Text-to-Speech Synchronization Architecture
The TTS system needs to be synchronized with text animations to create a cohesive user experience. This section outlines the requirements and implementation approach.
Transition to Game
The overlay fades away as the first scheduled animation.
- This fade animation is handled by the animation scheduler module
- Only after successful fade-out does the game loop start
- Socket connection is established and begins receiving text
Text Buffering & Sentence Processing
-
Text Buffer Collection: Incoming text from sockets is collected in a buffer.
- System can receive fragments of any size (single letters, words, sentences, paragraphs)
- All text is accumulated in the buffer regardless of fragment size
- Buffer handles partial/incomplete text gracefully
-
Sentence Detection: The buffer identifies complete sentences.
- When full sentences are detected, they are extracted from the buffer
- If multiple sentences arrive simultaneously, they are split and processed individually
- Remaining partial sentences stay in the buffer until completion
Synchronized Playback
-
TTS Generation Queue: Complete sentences enter the TTS generation queue.
- Generation begins immediately if no other sentence is being processed
- Results are cached for immediate playback when needed
-
Animation Timing: Animation speed is synchronized with audio duration.
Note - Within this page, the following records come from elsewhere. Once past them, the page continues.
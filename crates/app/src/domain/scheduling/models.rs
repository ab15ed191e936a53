//! Scheduling Models

use jiff::Timestamp;
use serde::Serialize;

/// A bookable start time offered to the customer. The interval is
/// re-validated when the customer actually books it.
#[derive(Debug, Clone, Copy, PartialEq, Eq, Serialize)]
pub struct AvailableSlot {
    pub starts_at: Timestamp,
    pub ends_at: Timestamp,
}
//! Phantom-typed identifiers

use std::{
    cmp::Ordering,
    fmt::{Debug, Display, Formatter, Result as FmtResult},
    hash::{Hash, Hasher},
    marker::PhantomData,
};

use uuid::Uuid;

/// A UUID tagged with the record type it identifies, so a barber id cannot
/// be handed to something expecting an appointment id.
///
/// The marker is `fn() -> T` so the tag never affects variance, auto traits
/// or drop behaviour.
pub struct Id<T> {
    value: Uuid,
    tag: PhantomData<fn() -> T>,
}

impl<T> Id<T> {
    /// Mint a fresh, time-ordered (v7) identifier.
    #[must_use]
    pub fn new() -> Self {
        Self::from_uuid(Uuid::now_v7())
    }

    pub const fn from_uuid(value: Uuid) -> Self {
        Self {
            value,
            tag: PhantomData,
        }
    }

    #[must_use]
    pub const fn into_uuid(self) -> Uuid {
        self.value
    }
}

impl<T> Default for Id<T> {
    fn default() -> Self {
        Self::new()
    }
}

impl<T> Clone for Id<T> {
    fn clone(&self) -> Self {
        *self
    }
}

impl<T> Copy for Id<T> {}

impl<T> Debug for Id<T> {
    fn fmt(&self, f: &mut Formatter<'_>) -> FmtResult {
        Debug::fmt(&self.value, f)
    }
}

impl<T> Display for Id<T> {
    fn fmt(&self, f: &mut Formatter<'_>) -> FmtResult {
        Display::fmt(&self.value, f)
    }
}

impl<T> PartialEq for Id<T> {
    fn eq(&self, other: &Self) -> bool {
        self.value == other.value
    }
}

impl<T> Eq for Id<T> {}

impl<T> Hash for Id<T> {
    fn hash<H: Hasher>(&self, state: &mut H) {
        self.value.hash(state);
    }
}

impl<T> PartialOrd for Id<T> {
    fn partial_cmp(&self, other: &Self) -> Option<Ordering> {
        Some(self.cmp(other))
    }
}

impl<T> Ord for Id<T> {
    fn cmp(&self, other: &Self) -> Ordering {
        self.value.cmp(&other.value)
    }
}

impl<T> From<Uuid> for Id<T> {
    fn from(value: Uuid) -> Self {
        Self::from_uuid(value)
    }
}

impl<T> From<Id<T>> for Uuid {
    fn from(value: Id<T>) -> Self {
        value.into_uuid()
    }
}
//! Scheduling
//!
//! Bookable-slot queries: gathers a shop's timezone, a barber's weekly
//! hours, a service's duration and the day's booked intervals, then runs
//! the pure slot computation over them.

pub mod errors;
pub mod models;
pub mod service;

pub use errors::SchedulingServiceError;
pub use service::*;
- The system calculates animation duration to match TTS audio length exactly
- Both animation and audio start simultaneously
- Animation completes at the same time as audio playback
-
Playback Pipeline: Continuous processing of sentences.
- As soon as one sentence completes playback, the next begins
- Next sentence generation starts during current sentence playback
- This creates a seamless reading experience
Fast-Forward & Control Flow
-
Fast-Forward Behavior: User can skip current sentence.
- Pressing the designated fast-forward key completes current animation immediately
- TTS audio is faded out and stopped
- System advances to next sentence
-
Resource Management: TTS generation is resource-conscious.
- Uses only CPU/GPU resources not needed for animation
- Generation process can be cancelled by fast-forward
- System prioritizes smooth animation over TTS preparation
-
Loading States: Animation waits for TTS when necessary.
- If next sentence TTS generation isn't ready when needed, animation pauses
- Fast-forward key can skip incomplete generation
- User is never blocked completely by TTS generation
Persistent Configuration
-
Options Storage: The persistence-manager stores TTS settings.
- Speech on/off state is remembered
- Speed settings are preserved between sessions
- Voice preferences are stored
-
Options UI: Add an options button and modal dialog.
- Show additional options in a modal window
- Include volume sliders:
- Master volume control
- TTS volume control
- Music volume control
- Sound effects volume control
- Include manual TTS system selection
- All settings are persisted via the persistence-manager
This synchronized approach ensures that text animations and speech work together seamlessly, creating a more immersive storytelling experience while maintaining smooth performance.